**To do**
Look through the lines below, find those with the word "ScrapeError", and copy them.

⁂

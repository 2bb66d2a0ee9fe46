//! Typed failures for a scrape run, grouped into classes the binary maps to exit codes.

use std::io;
use std::path::PathBuf;
use thiserror::Error;

/// Coarse failure class. Scripted callers branch on the exit code derived from it.
#[derive(Clone, Copy, Debug, PartialEq, Eq)]
pub enum ErrorClass {
    /// Bad URL, missing credentials, invalid options.
    Input,
    /// Query service unreachable, non-success status, unparseable body.
    Network,
    /// Output directory/file could not be written.
    Io,
}

#[derive(Debug, Error)]
pub enum ScrapeError {
    #[error("invalid URL: {0} (expected https://www.instagram.com/reel/<short>/ or https://www.instagram.com/p/<short>/)")]
    InvalidUrl(String),

    #[error("missing environment variables: {}", .0.join(", "))]
    MissingCredentials(Vec<&'static str>),

    #[error("invalid configuration: {0}")]
    InvalidConfig(String),

    #[error("HTTP {status} from query service: {body_snippet}")]
    Status { status: u16, body_snippet: String },

    #[error("request to query service failed: {0}")]
    Transport(#[from] reqwest::Error),

    #[error("non-JSON response received from query service: {0}")]
    MalformedResponse(String),

    #[error("failed to write output {}: {source}", path.display())]
    Write {
        path: PathBuf,
        #[source]
        source: io::Error,
    },
}

impl ScrapeError {
    pub fn class(&self) -> ErrorClass {
        match self {
            ScrapeError::InvalidUrl(_)
            | ScrapeError::MissingCredentials(_)
            | ScrapeError::InvalidConfig(_) => ErrorClass::Input,
            ScrapeError::Status { .. }
            | ScrapeError::Transport(_)
            | ScrapeError::MalformedResponse(_) => ErrorClass::Network,
            ScrapeError::Write { .. } => ErrorClass::Io,
        }
    }

    /// Process exit status: 2 for input/config, 1 for runtime/network, 3 for I/O.
    pub fn exit_code(&self) -> i32 {
        match self.class() {
            ErrorClass::Input => 2,
            ErrorClass::Network => 1,
            ErrorClass::Io => 3,
        }
    }

    pub(crate) fn write(path: impl Into<PathBuf>, source: io::Error) -> Self {
        ScrapeError::Write { path: path.into(), source }
    }
}

pub type ScrapeResult<T> = std::result::Result<T, ScrapeError>;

⁂

**Output of the exercise**
pub enum ScrapeError {
impl ScrapeError {
            ScrapeError::InvalidUrl(_)
            | ScrapeError::MissingCredentials(_)
            | ScrapeError::InvalidConfig(_) => ErrorClass::Input,
            ScrapeError::Status { .. }
            | ScrapeError::Transport(_)
            | ScrapeError::MalformedResponse(_) => ErrorClass::Network,
            ScrapeError::Write { .. } => ErrorClass::Io,
        ScrapeError::Write { path: path.into(), source }
pub type ScrapeResult<T> = std::result::Result<T, ScrapeError>;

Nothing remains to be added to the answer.